The video is available here, and is really worth watching.
Paradoxically, health services are generally provided in refugee and IDP camps by NGOs or by local governments, free of charge. This in no way should mean that the services are comprehensive or even remotely comparable to what is available in Canada, but the point is this: a refugee leaving a camp in Sudan to come to Canada has access to free health care in Sudan, but not in Canada. Does this not seem backward? When a country accepts refugees, this act is grounded in humanitarianism – people escaping horrific conditions and who cannot return should be afforded asylum, and this should include access to basic health services. Recognizing that there is a need for status as a refugee recognizes the need for special protection, the unraveling of which undermines the entire system.
The second argument advanced for the removal of the IFHP is economic: it’s too expensive, costing $84.6 million in 2010-2011. While it may be true that $84.6 million is a large sum of money, it is also true that removing preventative care only shifts the burden of disease further down the pipeline. It is far cheaper to provide insulin to a diabetic than it is to treat ketoacidosis in an emergency room, or diabetic retinopathy. It is far cheaper to treat hypertension in a primary care setting (including drugs) than it is to perform open-heart surgery or treat an aneurysm. The list goes on, and anyone with a modicum of understanding of public health could tell you that the economics of prevention are sound: preventing or treating disease early on is far cheaper than dealing with its consequences.
Yet, this is exactly what removing the IFHP will do: the burden will be shifted downstream to the provinces, either as an acute emergency or as a long-term consequence of untreated disease once refugees become part of a provincial health care scheme. The economic argument is a poor one.

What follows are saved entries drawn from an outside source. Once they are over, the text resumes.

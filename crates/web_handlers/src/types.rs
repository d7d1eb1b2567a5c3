use campground::{
    BookingAction, BookingSession, DeskFlow, ExtraSelection, ExtrasPurchase, LookupSession,
    PastStayPayment, Reservation, ReservationSummary,
};
use chrono::NaiveDate;
use serde::{Deserialize, Serialize};

/// Query for `GET /api/availability`
#[derive(Debug, Deserialize)]
pub struct AvailabilityQuery {
    /// Site type id
    pub site_type: String,
    /// First day of the window (default: today)
    pub start: Option<NaiveDate>,
    /// Window length (default: the booking horizon)
    pub days: Option<u32>,
}

/// Query for `GET /api/available-sites`
#[derive(Debug, Deserialize)]
pub struct AvailableSitesQuery {
    /// Site type id
    pub site_type: String,
    /// Arrival date
    pub start: NaiveDate,
    /// Nights
    pub nights: u32,
}

/// Query for `GET /api/occupancy`
#[derive(Debug, Deserialize)]
pub struct OccupancyQuery {
    /// Site type id
    pub site_type: String,
    /// Night to show (default: today)
    pub date: Option<NaiveDate>,
}

/// Body of `POST /api/quote`
#[derive(Debug, Deserialize)]
pub struct QuoteRequest {
    /// Site type id
    pub site_type_id: String,
    /// Nights
    pub nights: u32,
    /// Guests over 13
    pub adult_count: u32,
    /// Guests 13 and under
    #[serde(default)]
    pub child_count: u32,
    /// Extras to include
    #[serde(default)]
    pub extras: Vec<ExtraSelection>,
}

/// Body of `POST /api/bookings/{id}/site-type`
#[derive(Debug, Deserialize)]
pub struct SelectSiteTypeRequest {
    /// Site type id
    pub site_type_id: String,
}

/// Body of the date-changing endpoints
#[derive(Debug, Deserialize)]
pub struct SelectDatesRequest {
    /// Arrival date
    pub start_date: NaiveDate,
    /// Nights
    pub nights: u32,
}

/// Body of `POST /api/bookings/{id}/site`
#[derive(Debug, Deserialize)]
pub struct SelectSiteRequest {
    /// Site id
    pub site_id: String,
}

/// Body of `POST /api/bookings/{id}/extras`
#[derive(Debug, Deserialize)]
pub struct ExtrasRequest {
    /// Extras with quantities; an empty list means none
    #[serde(default)]
    pub extras: Vec<ExtraSelection>,
}

/// Body of the payment endpoints
#[derive(Debug, Deserialize)]
pub struct PayRequest {
    /// Payment method from the card reader
    pub payment_method: String,
}

/// A booking session with what the UI may do next
#[derive(Debug, Serialize)]
pub struct BookingSessionView {
    /// Session state
    #[serde(flatten)]
    pub session: BookingSession,
    /// Actions valid at the current step
    pub available_actions: Vec<BookingAction>,
    /// Whether the pay button should be offered again
    pub can_retry_payment: bool,
}

impl From<BookingSession> for BookingSessionView {
    fn from(session: BookingSession) -> Self {
        Self {
            available_actions: session.available_actions(),
            can_retry_payment: session.can_retry_payment(),
            session,
        }
    }
}

/// Response of `POST /api/bookings/{id}/pay`
#[derive(Debug, Serialize)]
pub struct BookingConfirmation {
    /// Final session state
    pub session: BookingSessionView,
    /// The recorded reservation
    pub reservation: Reservation,
}

/// Body of `POST /api/desk`
#[derive(Debug, Deserialize)]
pub struct StartDeskRequest {
    /// Flow to run
    pub flow: DeskFlow,
}

/// Body of `POST /api/desk/{id}/search`
#[derive(Debug, Deserialize)]
pub struct SearchRequest {
    /// Reservation number, name, email or phone
    pub term: String,
}

/// Body of `POST /api/desk/{id}/select`
#[derive(Debug, Deserialize)]
pub struct SelectReservationRequest {
    /// One of the listed matches
    pub reservation_id: i64,
}

/// Body of `POST /api/desk/{id}/verify`
#[derive(Debug, Deserialize)]
pub struct VerifyRequest {
    /// Code the guest received
    pub code: String,
}

fn depart_by_default() -> bool {
    true
}

/// Body of `POST /api/desk/{id}/check-out`
#[derive(Debug, Deserialize)]
pub struct CheckOutRequest {
    /// Extras used during the stay
    #[serde(default)]
    pub extras: Vec<ExtraSelection>,
    /// Needed only when extras are charged
    pub payment_method: Option<String>,
    /// Mark the reservation checked out
    #[serde(default = "depart_by_default")]
    pub depart: bool,
}

/// A desk session as the kiosk sees it
#[derive(Debug, Serialize)]
pub struct LookupSessionView {
    /// Session state
    #[serde(flatten)]
    pub session: LookupSession,
    /// Reservation awaiting its verification code
    pub pending: Option<ReservationSummary>,
}

impl From<LookupSession> for LookupSessionView {
    fn from(session: LookupSession) -> Self {
        Self {
            pending: session.pending_summary(),
            session,
        }
    }
}

/// Response of a desk action that produces a result
#[derive(Debug, Serialize)]
pub struct DeskActionResponse<T> {
    /// Session after the action
    pub session: LookupSessionView,
    /// What the action produced
    pub result: T,
}

/// Body of `POST /api/payments/stay`
#[derive(Debug, Deserialize)]
pub struct PayForStayRequest {
    /// What is being paid for
    #[serde(flatten)]
    pub stay: PastStayPayment,
    /// Payment method from the card reader
    pub payment_method: String,
}

/// Body of `POST /api/payments/extras`
#[derive(Debug, Deserialize)]
pub struct PurchaseExtrasRequest {
    /// What is being bought
    #[serde(flatten)]
    pub purchase: ExtrasPurchase,
    /// Payment method from the card reader
    pub payment_method: String,
}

Finally, the argument of abuse comes in to play – people who abuse the immigration system, make bogus refugee claims, or some other assortment of claims to validate the “necessary” reforms to the immigration system. I have worked with refugees and immigrants in Canada and abroad. I have worked in multiple internally displaced persons camps, in slums, and in areas affected by conflict. These are miserable places, and to suggest that people escaping them are somehow abusing Canadian generosity or taking advantage of us is disingenuous, at best, and certainly cold and callous. As UNHCR has so poignantly stated: No one wants to be a refugee.
Fundamentally, this move is mean-spirited and devoid of any rational economic argument. It’s penny-wise and pound foolish. They are irrational and inhumane cuts to vital health services that will without doubt have drastic negative effects on the health of some of our country’s most vulnerable people. As a healthcare professional, I do not and can not support these cuts, and I am not alone.